L’eau est essentielle à la vie telle que nous la connaissons sur Terre. On meurt d’ailleurs beaucoup plus rapidement de soif que de faim. De ce fait, l’eau est le symbole de la vie. Les peuples qui vivent dans les régions désertiques peuvent en témoigner tous les jours, même si l’excès d’eau peut être aussi source de mort.

L’eau est essentielle à la vie telle que nous la connaissons sur Terre. On meurt d’ailleurs beaucoup plus rapidement de soif que de faim. De ce fait, l’eau est le symbole de la vie. Les peuples qui vivent dans les régions désertiques peuvent en témoigner tous les jours, même si l’excès d’eau peut être aussi source de mort. L’importance de sa gestion justifie qu’elle constitue l’un des thèmes majeurs du prochain sommet G20+ qui se réunira les 18-19 juin à Mexico.

 

L’ineptie de la notion d’empreinte sur l’eau

Le réchauffement climatique entraîne une extension des zones sujettes au stress hydrique. De ce fait, les discours sur la raréfaction des ressources en eau et le concept d’empreinte sur l’eau semblent crédibles.
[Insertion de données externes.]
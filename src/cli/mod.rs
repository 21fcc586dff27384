//! Command-line entry point and the interactive shell

pub mod commands;
pub mod shell;

pub use commands::{Cli, Commands, run};
pub use shell::{Flow, Shell};
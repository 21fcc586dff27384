//! Line-oriented interactive shell.
//!
//! Reads one command per line from any `BufRead` and writes results to any
//! `Write`, so the same loop drives stdin/stdout and in-memory buffers in
//! tests. Conversion and parse errors are reported as `error: <message>`
//! and never end the loop; only I/O failures do.

use std::io::{BufRead, Write};
use std::str::FromStr;

use anyhow::{Context, Result};
use chrono::Utc;
use tracing::debug;

use crate::config::Settings;
use crate::models::Category;
use crate::parsers::{ShellCommand, parse_command};
use crate::session::Session;
use crate::utils::format_recorded_at;

const HELP_TEXT: &str = "\
Commands:
  categories                       list categories
  use <category>                   select the current category
  units                            list units of the current category
  <value> <from> [to|in|->] <to>   convert in the current category
  add <from> <to> <factor>         define custom units (to = from * factor)
  history [n]                      show the last n conversions
  clear                            clear history
  help                             show this help
  quit | exit                      leave

Quote names that contain spaces: add \"Nautical Mile\" Meter 1852";

/// Whether the loop should keep reading
#[derive(Debug, Clone, Copy, PartialEq, Eq)]
pub enum Flow {
    Continue,
    Quit,
}

pub struct Shell {
    session: Session,
    category: Category,
    history_display: usize,
    show_prompt: bool,
}

impl Shell {
    pub fn new(settings: &Settings) -> Self {
        Self {
            session: Session::new(settings),
            category: settings.default_category,
            history_display: settings.history_display,
            show_prompt: false,
        }
    }

    /// Print a banner and a `[Category]> ` prompt before each line
    pub fn with_prompt(mut self, show_prompt: bool) -> Self {
        self.show_prompt = show_prompt;
        self
    }

    pub fn session(&self) -> &Session {
        &self.session
    }

    /// Run until `quit` or end of input
    pub fn run<R: BufRead, W: Write>(&mut self, input: R, output: &mut W) -> Result<()> {
        if self.show_prompt {
            writeln!(output, "Unit converter. Type 'help' for commands.")?;
        }

        let mut lines = input.lines();
        loop {
            if self.show_prompt {
                write!(output, "[{}]> ", self.category)?;
                output.flush()?;
            }

            let Some(line) = lines.next() else {
                break;
            };
            let line = line.context("Failed to read shell input")?;

            if self.execute(&line, output)? == Flow::Quit {
                break;
            }
        }

        output.flush().context("Failed to flush shell output")?;
        Ok(())
    }

    /// Execute a single line of input
    pub fn execute<W: Write>(&mut self, line: &str, out: &mut W) -> Result<Flow> {
        let command = match parse_command(line) {
            Ok(command) => command,
            Err(e) => {
                debug!(line, error = %e, "Rejected shell input");
                writeln!(out, "error: {}", e)?;
                return Ok(Flow::Continue);
            }
        };

        match command {
            ShellCommand::Empty => {}
            ShellCommand::Quit => return Ok(Flow::Quit),
            ShellCommand::Help => writeln!(out, "{}", HELP_TEXT)?,
            ShellCommand::Categories => self.list_categories(out)?,
            ShellCommand::Use(name) => match Category::from_str(&name) {
                Ok(category) => {
                    self.category = category;
                    writeln!(out, "Category: {}", category)?;
                }
                Err(e) => writeln!(out, "error: {}", e)?,
            },
            ShellCommand::Units => self.list_units(out)?,
            ShellCommand::Convert { value, from, to } => self.convert(value, from, to, out)?,
            ShellCommand::Add { from, to, factor } => {
                match self.session.add_custom_unit(&from, &to, factor) {
                    Ok(()) => writeln!(
                        out,
                        "Added custom unit: {} to {} with factor {}",
                        from.trim(),
                        to.trim(),
                        factor
                    )?,
                    Err(e) => writeln!(out, "error: {}", e)?,
                }
            }
            ShellCommand::History(count) => {
                self.show_history(count.unwrap_or(self.history_display), out)?
            }
            ShellCommand::Clear => {
                self.session.clear_history();
                writeln!(out, "History cleared.")?;
            }
        }

        Ok(Flow::Continue)
    }

    fn list_categories<W: Write>(&self, out: &mut W) -> Result<()> {
        for category in self.session.registry().categories() {
            let marker = if *category == self.category { '*' } else { ' ' };
            writeln!(out, "{} {}", marker, category)?;
        }
        Ok(())
    }

    fn list_units<W: Write>(&self, out: &mut W) -> Result<()> {
        let units = self.session.registry().units(self.category);
        if units.is_empty() {
            writeln!(out, "No units defined. Use 'add <from> <to> <factor>' to create some.")?;
            return Ok(());
        }
        for unit in units {
            writeln!(out, "  {}", unit)?;
        }
        Ok(())
    }

    fn convert<W: Write>(
        &mut self,
        value: f64,
        from: String,
        to: String,
        out: &mut W,
    ) -> Result<()> {
        let from = self.canonical_unit(from);
        let to = self.canonical_unit(to);

        match self.session.convert_and_record(self.category, value, &from, &to) {
            Ok(entry) => writeln!(out, "{}", entry.display)?,
            Err(e) => writeln!(out, "error: {}", e)?,
        }
        Ok(())
    }

    /// Spell a typed unit name the way the current category does, if it matches one
    fn canonical_unit(&self, name: String) -> String {
        self.session
            .registry()
            .resolve_unit(self.category, &name)
            .map(str::to_string)
            .unwrap_or(name)
    }

    fn show_history<W: Write>(&self, count: usize, out: &mut W) -> Result<()> {
        if self.session.history().is_empty() {
            writeln!(out, "No conversions yet.")?;
            return Ok(());
        }

        let entries = self.session.recent(count);
        let now = Utc::now();
        for (i, entry) in entries.iter().enumerate() {
            writeln!(
                out,
                "{:>3}. {} ({})",
                i + 1,
                entry.display,
                format_recorded_at(&entry.recorded_at, &now)
            )?;
        }
        Ok(())
    }
}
Pourtant, ces discours catastrophistes sont ineptes, totalement dénués d’appel à la raison. Ils se présentent abusivement comme des corollaires du concept d’empreinte sur l’environnement. Ce qu’ils ne sont pas. Ils omettent en effet totalement le concept fondamental du cycle de l’eau. L’eau n’est jamais que le lien étroit entre deux atomes d’oxygène et un atome d’hydrogène. Ni plus ni moins, que ce soit sous forme liquide, solide ou gazeux.

Les militants végétariens de l’association britannique Water Footprint font d’ailleurs une démonstration par l’absurde de ce concept d’empreinte de l’homme sur l’eau. Selon leur modèle de calcul, il faut 1.600 litres d’eau pour produire 1 kg de pain. Le maximum de gaspillage est atteint avec l’élevage extensif : 16.400 litres seraient engloutis pour produire 1 kg de bœuf, soit 1.500 litres pour un steak ! L’eau absorbée par l’herbe des prairies serait ainsi gaspillée pour satisfaire l’appétit de l’homme pour les produits carnés.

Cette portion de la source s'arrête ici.